— ABOUT THIS EXERCISE —
All of the entries need to be written out again, exactly as they are.

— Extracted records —

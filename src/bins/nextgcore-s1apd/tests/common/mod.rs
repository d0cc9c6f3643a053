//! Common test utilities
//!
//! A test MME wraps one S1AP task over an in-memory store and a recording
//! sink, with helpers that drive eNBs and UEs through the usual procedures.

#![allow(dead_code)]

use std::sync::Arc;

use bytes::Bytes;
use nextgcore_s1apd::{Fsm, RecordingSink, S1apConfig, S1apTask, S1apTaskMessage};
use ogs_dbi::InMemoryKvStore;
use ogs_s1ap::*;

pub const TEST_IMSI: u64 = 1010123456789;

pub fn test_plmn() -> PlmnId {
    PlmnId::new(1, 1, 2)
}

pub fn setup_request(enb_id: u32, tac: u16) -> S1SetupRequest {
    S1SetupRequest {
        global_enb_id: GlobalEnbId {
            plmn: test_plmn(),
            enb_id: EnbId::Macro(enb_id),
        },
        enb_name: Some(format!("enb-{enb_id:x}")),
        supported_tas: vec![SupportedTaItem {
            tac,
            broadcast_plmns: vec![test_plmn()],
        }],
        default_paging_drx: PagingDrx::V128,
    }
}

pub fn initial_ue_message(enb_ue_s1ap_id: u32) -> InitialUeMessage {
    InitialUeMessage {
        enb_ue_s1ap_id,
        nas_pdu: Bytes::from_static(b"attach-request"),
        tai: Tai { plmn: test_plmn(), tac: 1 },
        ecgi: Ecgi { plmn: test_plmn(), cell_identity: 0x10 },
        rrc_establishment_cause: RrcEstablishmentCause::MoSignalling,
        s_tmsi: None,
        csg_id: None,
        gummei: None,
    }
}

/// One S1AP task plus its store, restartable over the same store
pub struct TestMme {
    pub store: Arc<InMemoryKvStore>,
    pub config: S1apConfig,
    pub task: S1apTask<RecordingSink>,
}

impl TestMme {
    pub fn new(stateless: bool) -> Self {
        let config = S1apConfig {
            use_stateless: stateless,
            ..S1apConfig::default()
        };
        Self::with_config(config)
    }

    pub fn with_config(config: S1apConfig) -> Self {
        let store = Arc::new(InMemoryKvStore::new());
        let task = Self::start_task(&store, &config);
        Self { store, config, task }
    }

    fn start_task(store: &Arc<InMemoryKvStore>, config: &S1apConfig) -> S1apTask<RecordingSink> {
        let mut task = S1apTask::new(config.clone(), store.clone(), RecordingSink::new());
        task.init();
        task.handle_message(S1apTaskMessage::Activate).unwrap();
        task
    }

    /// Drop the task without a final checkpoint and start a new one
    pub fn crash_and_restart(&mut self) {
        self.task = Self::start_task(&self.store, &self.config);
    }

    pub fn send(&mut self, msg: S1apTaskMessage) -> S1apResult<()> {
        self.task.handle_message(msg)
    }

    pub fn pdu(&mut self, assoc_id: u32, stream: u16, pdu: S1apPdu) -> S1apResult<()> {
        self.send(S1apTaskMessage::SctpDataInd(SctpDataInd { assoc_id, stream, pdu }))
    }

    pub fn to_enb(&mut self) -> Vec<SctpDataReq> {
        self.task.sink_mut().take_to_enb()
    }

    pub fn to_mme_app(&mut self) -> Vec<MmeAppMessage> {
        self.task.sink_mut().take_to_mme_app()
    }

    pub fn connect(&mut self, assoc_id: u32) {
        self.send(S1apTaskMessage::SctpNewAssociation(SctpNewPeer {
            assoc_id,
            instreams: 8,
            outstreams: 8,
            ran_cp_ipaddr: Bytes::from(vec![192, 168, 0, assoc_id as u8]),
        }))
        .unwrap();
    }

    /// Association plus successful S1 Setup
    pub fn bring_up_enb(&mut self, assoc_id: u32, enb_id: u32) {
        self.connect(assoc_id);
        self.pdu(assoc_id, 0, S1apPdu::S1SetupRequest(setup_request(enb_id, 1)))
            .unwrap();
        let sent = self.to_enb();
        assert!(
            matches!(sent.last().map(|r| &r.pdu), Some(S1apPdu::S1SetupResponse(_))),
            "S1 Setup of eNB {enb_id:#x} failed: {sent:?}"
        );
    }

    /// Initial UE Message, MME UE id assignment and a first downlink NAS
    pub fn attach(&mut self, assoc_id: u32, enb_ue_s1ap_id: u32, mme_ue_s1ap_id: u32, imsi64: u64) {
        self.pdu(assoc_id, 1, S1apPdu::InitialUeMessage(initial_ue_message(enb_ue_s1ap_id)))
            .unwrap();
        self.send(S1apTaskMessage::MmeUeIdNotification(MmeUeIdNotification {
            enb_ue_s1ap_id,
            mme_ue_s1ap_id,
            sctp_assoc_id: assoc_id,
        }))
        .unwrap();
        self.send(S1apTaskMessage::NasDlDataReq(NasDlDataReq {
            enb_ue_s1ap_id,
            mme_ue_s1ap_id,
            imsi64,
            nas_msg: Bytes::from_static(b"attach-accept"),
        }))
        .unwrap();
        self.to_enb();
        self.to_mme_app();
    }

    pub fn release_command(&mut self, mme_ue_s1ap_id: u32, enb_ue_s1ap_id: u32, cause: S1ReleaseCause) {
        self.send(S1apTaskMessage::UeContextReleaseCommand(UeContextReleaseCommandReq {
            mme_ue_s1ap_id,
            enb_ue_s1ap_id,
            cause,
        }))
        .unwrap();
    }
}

— RESULT FOR THIS EXERCISE —
filename src/bins/nextgcore-s1apd/tests/common/mod.rs
repository d0cc9c6f3643a053
//! Common test utilities
//!
//! A test MME wraps one S1AP task over an in-memory store and a recording
//! sink, with helpers that drive eNBs and UEs through the usual procedures.

#![allow(dead_code)]

use std::sync::Arc;

use bytes::Bytes;
use nextgcore_s1apd::{Fsm, RecordingSink, S1apConfig, S1apTask, S1apTaskMessage};
use ogs_dbi::InMemoryKvStore;
use ogs_s1ap::*;

pub const TEST_IMSI: u64 = 1010123456789;

pub fn test_plmn() -> PlmnId {
    PlmnId::new(1, 1, 2)
}

pub fn setup_request(enb_id: u32, tac: u16) -> S1SetupRequest {
    S1SetupRequest {
        global_enb_id: GlobalEnbId {
            plmn: test_plmn(),
            enb_id: EnbId::Macro(enb_id),
        },
        enb_name: Some(format!("enb-{enb_id:x}")),
        supported_tas: vec![SupportedTaItem {
            tac,
            broadcast_plmns: vec![test_plmn()],
        }],
        default_paging_drx: PagingDrx::V128,
    }
}

pub fn initial_ue_message(enb_ue_s1ap_id: u32) -> InitialUeMessage {
    InitialUeMessage {
        enb_ue_s1ap_id,
        nas_pdu: Bytes::from_static(b"attach-request"),
        tai: Tai { plmn: test_plmn(), tac: 1 },
        ecgi: Ecgi { plmn: test_plmn(), cell_identity: 0x10 },
        rrc_establishment_cause: RrcEstablishmentCause::MoSignalling,
        s_tmsi: None,
        csg_id: None,
        gummei: None,
    }
}

/// One S1AP task plus its store, restartable over the same store
pub struct TestMme {
    pub store: Arc<InMemoryKvStore>,
    pub config: S1apConfig,
    pub task: S1apTask<RecordingSink>,
}

impl TestMme {
    pub fn new(stateless: bool) -> Self {
        let config = S1apConfig {
            use_stateless: stateless,
            ..S1apConfig::default()
        };
        Self::with_config(config)
    }

    pub fn with_config(config: S1apConfig) -> Self {
        let store = Arc::new(InMemoryKvStore::new());
        let task = Self::start_task(&store, &config);
        Self { store, config, task }
    }

    fn start_task(store: &Arc<InMemoryKvStore>, config: &S1apConfig) -> S1apTask<RecordingSink> {
        let mut task = S1apTask::new(config.clone(), store.clone(), RecordingSink::new());
        task.init();
        task.handle_message(S1apTaskMessage::Activate).unwrap();
        task
    }

    /// Drop the task without a final checkpoint and start a new one
    pub fn crash_and_restart(&mut self) {
        self.task = Self::start_task(&self.store, &self.config);
    }

    pub fn send(&mut self, msg: S1apTaskMessage) -> S1apResult<()> {
        self.task.handle_message(msg)
    }

    pub fn pdu(&mut self, assoc_id: u32, stream: u16, pdu: S1apPdu) -> S1apResult<()> {
        self.send(S1apTaskMessage::SctpDataInd(SctpDataInd { assoc_id, stream, pdu }))
    }

    pub fn to_enb(&mut self) -> Vec<SctpDataReq> {
        self.task.sink_mut().take_to_enb()
    }

    pub fn to_mme_app(&mut self) -> Vec<MmeAppMessage> {
        self.task.sink_mut().take_to_mme_app()
    }

    pub fn connect(&mut self, assoc_id: u32) {
        self.send(S1apTaskMessage::SctpNewAssociation(SctpNewPeer {
            assoc_id,
            instreams: 8,
            outstreams: 8,
            ran_cp_ipaddr: Bytes::from(vec![192, 168, 0, assoc_id as u8]),
        }))
        .unwrap();
    }

    /// Association plus successful S1 Setup
    pub fn bring_up_enb(&mut self, assoc_id: u32, enb_id: u32) {
        self.connect(assoc_id);
        self.pdu(assoc_id, 0, S1apPdu::S1SetupRequest(setup_request(enb_id, 1)))
            .unwrap();
        let sent = self.to_enb();
        assert!(
            matches!(sent.last().map(|r| &r.pdu), Some(S1apPdu::S1SetupResponse(_))),
            "S1 Setup of eNB {enb_id:#x} failed: {sent:?}"
        );
    }

    /// Initial UE Message, MME UE id assignment and a first downlink NAS
    pub fn attach(&mut self, assoc_id: u32, enb_ue_s1ap_id: u32, mme_ue_s1ap_id: u32, imsi64: u64) {
        self.pdu(assoc_id, 1, S1apPdu::InitialUeMessage(initial_ue_message(enb_ue_s1ap_id)))
            .unwrap();
        self.send(S1apTaskMessage::MmeUeIdNotification(MmeUeIdNotification {
            enb_ue_s1ap_id,
            mme_ue_s1ap_id,
            sctp_assoc_id: assoc_id,
        }))
        .unwrap();
        self.send(S1apTaskMessage::NasDlDataReq(NasDlDataReq {
            enb_ue_s1ap_id,
            mme_ue_s1ap_id,
            imsi64,
            nas_msg: Bytes::from_static(b"attach-accept"),
        }))
        .unwrap();
        self.to_enb();
        self.to_mme_app();
    }

    pub fn release_command(&mut self, mme_ue_s1ap_id: u32, enb_ue_s1ap_id: u32, cause: S1ReleaseCause) {
        self.send(S1apTaskMessage::UeContextReleaseCommand(UeContextReleaseCommandReq {
            mme_ue_s1ap_id,
            enb_ue_s1ap_id,
            cause,
        }))
        .unwrap();
    }
}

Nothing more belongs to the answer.